Gemini (GEMI) Stock Price Falls After Crypto Exchange Earnings Missed Estimates



Gemini Space Station (GEMI), the crypto exchange founded by Tyler and Cameron Winklevoss, reported a larger-than-expected third-quarter loss in its first earnings release since going public.

Heavy expenses, particularly on marketing and costs related to the initial public offering, led to a net loss of $159.5 million, or $6.67 per share, in the period. That was double the loss of $3.24 per share expected by analysts.

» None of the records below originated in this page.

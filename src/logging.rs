use anyhow::anyhow;
use tracing_subscriber::EnvFilter;

pub fn init(level: &str) -> anyhow::Result<()> {
    tracing_subscriber::fmt()
        .with_env_filter(
            EnvFilter::try_from_default_env().unwrap_or_else(|_| EnvFilter::new(level)),
        )
        .with_target(true)
        .try_init()
        .map_err(|e| anyhow!("failed to initialize logging: {e}"))
}
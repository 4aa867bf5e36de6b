use thiserror::Error;

use crate::UserId;

#[derive(Debug, Error)]
pub enum ChatError {
    #[error("authentication failed: {0}")]
    AuthFailure(String),
    #[error("user {0} has no room assigned")]
    NoRoomAssigned(UserId),
    #[error("invalid room code")]
    InvalidCode,
    #[error("room is full")]
    RoomFull,
    #[error("only the room owner can do that")]
    NotRoomOwner,
    #[error("username taken")]
    UsernameTaken,
    #[error("{0}")]
    BadRequest(&'static str),
    #[error("store unavailable: {0}")]
    StoreUnavailable(#[from] sqlx::Error),
}

pub type ChatResult<T> = Result<T, ChatError>;

#[derive(Debug, Error)]
pub enum ConfigError {
    #[error("missing required setting {0}")]
    Missing(&'static str),
    #[error("invalid value {value:?} for {key}")]
    Invalid { key: &'static str, value: String },
}
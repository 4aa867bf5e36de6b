use serde::{Deserialize, Serialize};
use time::OffsetDateTime;

use crate::{db::Message, MessageId, RoomId, UserId};

/// Events a connection may send. Joining is implicit on connect.
#[derive(Debug, Clone, PartialEq, Eq, Deserialize)]
#[serde(tag = "event", content = "data")]
pub enum ClientEvent {
    #[serde(rename = "chat message")]
    ChatMessage { text: String },
    #[serde(rename = "voice message")]
    VoiceMessage { payload: String },
    #[serde(rename = "typing")]
    Typing,
    #[serde(rename = "stop typing")]
    StopTyping,
    #[serde(rename = "start recording")]
    StartRecording,
    #[serde(rename = "stop recording")]
    StopRecording,
    #[serde(rename = "delete message")]
    DeleteMessage { target_id: MessageId },
    #[serde(rename = "check room")]
    CheckRoom,
}

impl ClientEvent {
    /// Parses one text frame. A frame that is not a known event comes back
    /// as the `error` event to send to its connection.
    pub fn decode(text: &str) -> Result<ClientEvent, ServerEvent> {
        serde_json::from_str(text).map_err(|err| ServerEvent::Error { message: format!("malformed event: {err}") })
    }
}

#[derive(Debug, Clone, PartialEq, Eq, Serialize)]
#[serde(tag = "event", content = "data")]
pub enum ServerEvent {
    #[serde(rename = "joined_room")]
    JoinedRoom { room_id: RoomId, messages: Vec<Message> },
    #[serde(rename = "update users")]
    UpdateUsers { users: Vec<String> },
    #[serde(rename = "chat message")]
    ChatMessage {
        id: MessageId,
        user_id: UserId,
        user: String,
        text: String,
        #[serde(with = "time::serde::rfc3339")]
        ts: OffsetDateTime,
    },
    #[serde(rename = "voice message")]
    VoiceMessage {
        id: MessageId,
        user_id: UserId,
        user: String,
        payload: String,
        #[serde(with = "time::serde::rfc3339")]
        ts: OffsetDateTime,
    },
    #[serde(rename = "typing")]
    Typing { user: String },
    #[serde(rename = "stop typing")]
    StopTyping { user: String },
    #[serde(rename = "start recording")]
    StartRecording { user: String },
    #[serde(rename = "stop recording")]
    StopRecording { user: String },
    #[serde(rename = "delete message")]
    DeleteMessage { target_id: MessageId },
    #[serde(rename = "room status")]
    RoomStatus { filled: bool, code: Option<String> },
    #[serde(rename = "error")]
    Error { message: String },
}

impl ServerEvent {
    /// Broadcast form of a persisted message.
    pub fn from_message(message: Message) -> ServerEvent {
        use crate::db::MessageKind::*;
        match message.kind {
            Text => ServerEvent::ChatMessage {
                id: message.id,
                user_id: message.sender_id,
                user: message.sender,
                text: message.content,
                ts: message.created_at,
            },
            Voice => ServerEvent::VoiceMessage {
                id: message.id,
                user_id: message.sender_id,
                user: message.sender,
                payload: message.content,
                ts: message.created_at,
            },
        }
    }

    pub fn name(&self) -> &'static str {
        match self {
            ServerEvent::JoinedRoom { .. } => "joined_room",
            ServerEvent::UpdateUsers { .. } => "update users",
            ServerEvent::ChatMessage { .. } => "chat message",
            ServerEvent::VoiceMessage { .. } => "voice message",
            ServerEvent::Typing { .. } => "typing",
            ServerEvent::StopTyping { .. } => "stop typing",
            ServerEvent::StartRecording { .. } => "start recording",
            ServerEvent::StopRecording { .. } => "stop recording",
            ServerEvent::DeleteMessage { .. } => "delete message",
            ServerEvent::RoomStatus { .. } => "room status",
            ServerEvent::Error { .. } => "error",
        }
    }
}

/// Ephemeral activity indicators. Never persisted, never echoed to their origin.
#[derive(Debug, Clone, Copy, PartialEq, Eq)]
pub enum Indicator {
    Typing,
    StopTyping,
    StartRecording,
    StopRecording,
}

impl Indicator {
    pub fn event(self, user: String) -> ServerEvent {
        match self {
            Indicator::Typing => ServerEvent::Typing { user },
            Indicator::StopTyping => ServerEvent::StopTyping { user },
            Indicator::StartRecording => ServerEvent::StartRecording { user },
            Indicator::StopRecording => ServerEvent::StopRecording { user },
        }
    }
}
use time::OffsetDateTime;

use crate::{db::{Message, MessageKind, MessageRow}, MessageId, RoomId, UserId};

use super::Store;

impl Store {
    /// Persists a message and hands back its server-assigned id and timestamp.
    /// The insert is the only statement, so a stored message is never reported
    /// as failed.
    pub async fn append_message(
        &self,
        room_id: RoomId,
        sender_id: UserId,
        sender: &str,
        kind: MessageKind,
        content: &str,
    ) -> sqlx::Result<Message> {
        let created_at = OffsetDateTime::now_utc();
        let (message_id,): (MessageId,) = sqlx::query_as(
            "INSERT INTO messages (room_id,sender_id,kind,content,created_at) VALUES (?,?,?,?,?)
            RETURNING message_id",
        )
        .bind(room_id)
        .bind(sender_id)
        .bind(kind.as_str())
        .bind(content)
        .bind(created_at)
        .fetch_one(&self.db_pool)
        .await?;

        Ok(Message {
            id: message_id,
            room_id,
            sender_id,
            sender: sender.to_owned(),
            kind,
            content: content.to_owned(),
            created_at,
        })
    }

    /// Full history of a room, oldest first.
    pub async fn list_messages(&self, room_id: RoomId) -> sqlx::Result<Vec<Message>> {
        let rows: Vec<MessageRow> = sqlx::query_as(
            "SELECT m.message_id,m.room_id,m.sender_id,u.username,m.kind,m.content,m.created_at
            FROM messages m JOIN users u ON u.user_id=m.sender_id
            WHERE m.room_id=?
            ORDER BY m.message_id ASC",
        )
        .bind(room_id)
        .fetch_all(&self.db_pool)
        .await?;

        Ok(rows.into_iter().map(Message::from).collect())
    }

    /// Returns whether a message was removed. Deleting outside `room_id` is a no-op.
    pub async fn delete_message(&self, room_id: RoomId, message_id: MessageId) -> sqlx::Result<bool> {
        let result = sqlx::query("DELETE FROM messages WHERE message_id=? AND room_id=?")
            .bind(message_id)
            .bind(room_id)
            .execute(&self.db_pool)
            .await?;
        Ok(result.rows_affected() > 0)
    }
}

The company’s shares fell 8.67% in premarket trading to $15.38 even as revenue doubled from the prior-year period to $50.6 million.

Increased trading activity and exchange-free products, such as a crypto rewards credit card and staking services, fueled revenue growth, which surpassed Coinbase’s (COIN) 55% during the same period. Kraken, another competitor, also said quarterly revenue doubled from last month’s reporting.

“Overall, we believe our balance sheet remains healthy with ample liquidity and diversified financing to support growth across all of our key products,” Chief Financial Officer Dan Chen said on the company’s earnings conference call.

The exchange, which went public at $28 a share in September, said it is creating a multi-product “super app” that goes beyond cryptocurrency trading. That includes the planned introduction of regulated prediction markets for sporting and political events, pending regulatory approval.

“We’re very excited about these markets. We think it’s very early,” Cameron Winklevoss said on the earnings call. “This idea that you can essentially build a marketplace on anything, any type of event, is fascinating and really a limitless opportunity.”